Moore’s Law will keep helping. Currently, high end smartphones are out of reach for emerging markets where users rely on prepaid cards instead of subscriptions. But instead of a $400-$600 handsets (without a 2-year contract) currently sold in Western markets, Chinese manufacturers are aiming at a price of $50 for a durable handset, using a slower processor but sporting all expected features: large screen, good camera, GPS module, accelerometers, and tools for collective use. On such a foundation, dedicated applications can be developed — primarily for education and health.

As an example, the MIT Media Labs has created a system for prescribing eyeglasses that requires only a one-dollar eyepiece attached to a smartphone; compared to professional equipment costing thousands times more, it runs a very decent diagnostic. (This is part of the MIT Global Challenge Initiative).

This, coupled with liquid-filled adjustable glasses such as this one presented at TED a couple of years ago, will help solve vision problems in poor countries for a couple of dollars per person.
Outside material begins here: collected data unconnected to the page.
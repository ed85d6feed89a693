//! The guard manager tree.
//!
//! Accepted descriptors are compiled into a tree keyed by accessor
//! steps: descriptors whose paths share a prefix share the traversal of
//! that prefix, each value along a path is resolved exactly once per
//! check, and the whole check short-circuits on the first failing leaf
//! or failing access. `check` is the hot path: it allocates only for
//! transient key-sequence comparisons inside individual predicates.

use std::sync::Arc;

use marten_value::{Bindings, Value};

use crate::descriptor::{AccessStep, GuardDescriptor, Root};
use crate::evaluate::{apply_step, eval_leaf};

/// One node of the tree: the leaves whose paths terminate here plus
/// children keyed by the next accessor step.
#[derive(Default, Debug)]
struct Node {
    leaves: Vec<Arc<GuardDescriptor>>,
    children: Vec<(AccessStep, Node)>,
}

impl Node {
    fn child(&mut self, step: &AccessStep) -> &mut Node {
        // Linear scan: fan-out per node is small, and a Vec keeps
        // evaluation order deterministic.
        let index = match self.children.iter().position(|(s, _)| s == step) {
            Some(i) => i,
            None => {
                self.children.push((step.clone(), Node::default()));
                self.children.len() - 1
            }
        };
        &mut self.children[index].1
    }

    fn check(&self, value: &Value, env: &Bindings) -> bool {
        for leaf in &self.leaves {
            if !eval_leaf(leaf, value, env) {
                return false;
            }
        }
        for (step, child) in &self.children {
            let Some(next) = apply_step(value, step) else {
                return false;
            };
            if !child.check(&next, env) {
                return false;
            }
        }
        true
    }

    fn leaf_count(&self) -> usize {
        self.leaves.len()
            + self
                .children
                .iter()
                .map(|(_, child)| child.leaf_count())
                .sum::<usize>()
    }
}

/// Executable form of an accepted guard set.
///
/// Immutable after construction. `check` is the logical AND of every
/// accepted guard's predicate over the given environment.
pub struct GuardManager {
    roots: Vec<(String, Node)>,
    ambient: Vec<Arc<GuardDescriptor>>,
}

impl GuardManager {
    /// Compile a set of accepted descriptors into a tree.
    pub fn build(descriptors: impl IntoIterator<Item = Arc<GuardDescriptor>>) -> Self {
        let mut manager = Self {
            roots: Vec::new(),
            ambient: Vec::new(),
        };
        for descriptor in descriptors {
            manager.insert(descriptor);
        }
        manager
    }

    fn insert(&mut self, descriptor: Arc<GuardDescriptor>) {
        match descriptor.path().root() {
            Root::Ambient => self.ambient.push(descriptor),
            Root::Binding(name) => {
                let index = match self.roots.iter().position(|(n, _)| n == name) {
                    Some(i) => i,
                    None => {
                        self.roots.push((name.clone(), Node::default()));
                        self.roots.len() - 1
                    }
                };
                let mut node = &mut self.roots[index].1;
                for step in descriptor.path().steps() {
                    node = node.child(step);
                }
                node.leaves.push(descriptor);
            }
        }
    }

    /// Evaluate every guard against the environment.
    ///
    /// Returns `true` iff every reached leaf passed. A missing binding or
    /// a failing access along any path is an immediate `false`.
    pub fn check(&self, env: &Bindings) -> bool {
        for leaf in &self.ambient {
            if !eval_leaf(leaf, &Value::None, env) {
                return false;
            }
        }
        for (name, node) in &self.roots {
            let Some(value) = env.get(name) else {
                return false;
            };
            if !node.check(value, env) {
                return false;
            }
        }
        true
    }

    /// Total number of leaf predicates in the tree.
    pub fn leaf_count(&self) -> usize {
        self.ambient.len()
            + self
                .roots
                .iter()
                .map(|(_, node)| node.leaf_count())
                .sum::<usize>()
    }
}

impl std::fmt::Debug for GuardManager {
    fn fmt(&self, f: &mut std::fmt::Formatter<'_>) -> std::fmt::Result {
        f.debug_struct("GuardManager")
            .field("roots", &self.roots.iter().map(|(n, _)| n).collect::<Vec<_>>())
            .field("leaves", &self.leaf_count())
            .finish()
    }
}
Other systems aimed at detecting vision-related illnesses such as cataract or glaucoma are in development. So are blood-testing technologies based on bio-chips tied to a mobile app for data collection.
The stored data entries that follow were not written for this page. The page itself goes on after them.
//! # Marten Value
//!
//! Runtime value model for the Marten tracing JIT. This crate defines the
//! dynamic values guard checks evaluate against (tensors as metadata,
//! insertion-ordered dictionaries, class instances, callables), plus the
//! explicit ambient transform context and the global scope registry used
//! to recover types by qualified name.
//!
//! Heap-backed values share storage through `Arc`: clones alias, which is
//! what gives identity-based conditions something to compare. Everything
//! here is `Send + Sync`; mutable innards sit behind `parking_lot` locks.

pub mod bindings;
pub mod dict;
pub mod object;
pub mod scope;
pub mod tensor;
pub mod transform;
pub mod value;

pub use bindings::Bindings;
pub use dict::{DictValue, MappingView};
pub use object::{CallableValue, NativeFn, ObjectValue, TypeObject, TypeObjectBuilder};
pub use scope::{GlobalScope, ScopeError};
pub use tensor::{Device, DispatchKey, DispatchKeySet, DType, Layout, Shape, TensorMeta, TensorValue};
pub use transform::{TransformKind, TransformState};
pub use value::{Value, WeakValue};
Last week, I attended the Google’s Zeitgeist conference in the UK — two days of enthralling TED-like talks (all videos here). Among many impressive speakers, two got my attention. The first is Sugata Mitra, a professor of education technology at Newcastle University. In his talk — filled with a mixture of Indian and British humor — he described self-organizing systems experiments in rural India built around basic internet-connected computers. The results are compelling for language learning and basic understanding of science or geography.

The other speaker was the complete opposite. Scott Harrison has an interesting trajectory: he is a former New York nightclub promoter who changed drastically his life seven years ago by launching the organization Charity:Water. Harrison’s completely fresh approach helped him redefine how a modern charitable organization should work. He built his organization around three main ideas. First, 100% of donations should reach a project. To achieve this, he created two separate funding circuits: a public one for projects and another for to support operational costs.
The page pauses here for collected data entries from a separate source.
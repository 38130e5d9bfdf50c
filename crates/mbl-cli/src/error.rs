use std::path::PathBuf;

use thiserror::Error;

/// Everything that can make the binary exit with a non-zero status before
/// or instead of running a tick. Wrapped in `anyhow::Error` at the `main`
/// boundary, matching the reference project's mix of precise library
/// errors and a loose binary-level catch-all.
#[derive(Debug, Error)]
pub enum CliError {
    #[error("could not read `{path}`: {source}")]
    Io {
        path: PathBuf,
        #[source]
        source: std::io::Error,
    },

    #[error("include cycle detected: `{path}` includes itself, directly or transitively")]
    IncludeCycle { path: PathBuf },

    #[error("#include with no path on {file}:{line}")]
    EmptyInclude { file: PathBuf, line: usize },

    #[error(transparent)]
    Parse(#[from] mbl_board::ParseError),

    #[error(transparent)]
    Resolve(#[from] mbl_engine::ResolveError),

    #[error("board file has no main board named `MB`")]
    MissingMainBoard,

    #[error("{board} expects {expected} inputs, you gave {given}")]
    InputCountMismatch {
        board: String,
        expected: usize,
        given: usize,
    },
}
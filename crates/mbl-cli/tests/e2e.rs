use std::io::Write;
use std::path::{Path, PathBuf};
use std::sync::atomic::{AtomicU32, Ordering};

use mbl_cli::{run_with, Cli};

fn tempdir() -> PathBuf {
    static COUNTER: AtomicU32 = AtomicU32::new(0);
    let n = COUNTER.fetch_add(1, Ordering::Relaxed);
    let mut dir = std::env::temp_dir();
    dir.push(format!("mbl-cli-e2e-{}-{}", std::process::id(), n));
    std::fs::create_dir_all(&dir).unwrap();
    dir
}

fn write_file(dir: &Path, name: &str, contents: &str) -> PathBuf {
    let path = dir.join(name);
    let mut f = std::fs::File::create(&path).unwrap();
    f.write_all(contents.as_bytes()).unwrap();
    path
}

fn cli(board: PathBuf, inputs: Vec<u8>) -> Cli {
    Cli {
        board,
        inputs,
        use_return: false,
        verbose: 0,
        stderr: false,
    }
}

#[test]
fn wrong_input_count_is_rejected_without_running() {
    let dir = tempdir();
    let board = write_file(&dir, "mismatch.mbl", "}0\n++\n{0\n");
    let err = run_with(cli(board, vec![])).unwrap_err();
    assert!(matches!(err, mbl_cli::CliError::InputCountMismatch { expected: 1, given: 0, .. }));
}

#[test]
fn return_flag_uses_port_zero_output_as_exit_code() {
    let dir = tempdir();
    let board = write_file(&dir, "ret.mbl", "}0\n  \n{0\n");
    let mut args = cli(board, vec![7]);
    args.use_return = true;
    let code = run_with(args).unwrap();
    assert_eq!(code, 7);
}

#[test]
fn include_directive_inlines_the_named_board() {
    let dir = tempdir();
    write_file(&dir, "fn.mbl", ":FN\n}0\n++\n{0\n");
    let main = write_file(&dir, "main.mbl", "FN\n#include fn.mbl\n");
    let code = run_with(cli(main, vec![])).unwrap();
    assert_eq!(code, 0);
}

#[test]
fn include_cycle_is_a_fatal_error() {
    let dir = tempdir();
    let main = write_file(&dir, "self_include.mbl", "#include self_include.mbl\n");
    let err = run_with(cli(main, vec![])).unwrap_err();
    assert!(matches!(err, mbl_cli::CliError::IncludeCycle { .. }));
}

#[test]
fn missing_board_file_surfaces_an_io_error() {
    let dir = tempdir();
    let missing = dir.join("does-not-exist.mbl");
    let err = run_with(cli(missing, vec![])).unwrap_err();
    assert!(matches!(err, mbl_cli::CliError::Io { .. }));
}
Principle number two, build a brand, with all the attributes that go with it: Strong visual identity and well-designed web site (most of those operated by NGO’s are terrible); the web site is rich and attractive and it looks more like than an Obama campaign fundraising machine than a NGO, (I actually tested Charity:Water’s very efficient donation system by giving $100, curious to see where the money will land.)

The third and probably the most innovative idea was to rely on simple, proven digital technologies to guarantee complete project traceability. Donors can find precisely where their money ends up — whether it is for a $60 sand-filter fountain or a $2000 well. Last, Charity:Water funded a drilling truck equipped with a GPS tracker that makes it visible on Google Maps; in addition, the truck tweets its location on a real-time basis. Thanks to a $5 million Google funding, the organization currently works with seven high-tech US companies to develop robust water sensors able to show in real-time how much water is running on a given project. About 1000 of these are to be installed before year-end. This will help detect possible malfunctions and it will also carries promotional (read: fundraising) capabilities: thanks to a mobile app, a kid who helped raise few hundreds bucks among his friends can see where his or her water is actually flowing.

As I write this, I see comments coming, denouncing the gadgetization of charity, the waste of money in technologies not directly benefiting the neediest, Google’s obscure and mercantile motives, or the future payback for cellular carriers from the mobile initiatives mentioned earlier. Sure thing, objections must be heard. But, at this time, everyone who has traveled in poor areas — like I did in India or in sub-Saharan countries such as Senegal, Mauritania and Burkina-Faso — comes back with the strong conviction that all means must be used to provide these populations with basic things we take for granted in the Western world. As for Charity:Water, results speak for themselves: Over six years, the organization has raised almost $100m and it provided drinkable water to 3m people (out of 800m who don’t have access to it in the world — still lots of work left.) Like in many areas, the benefits of new, disruptive models based on modern technologies far outweigh the disadvantages.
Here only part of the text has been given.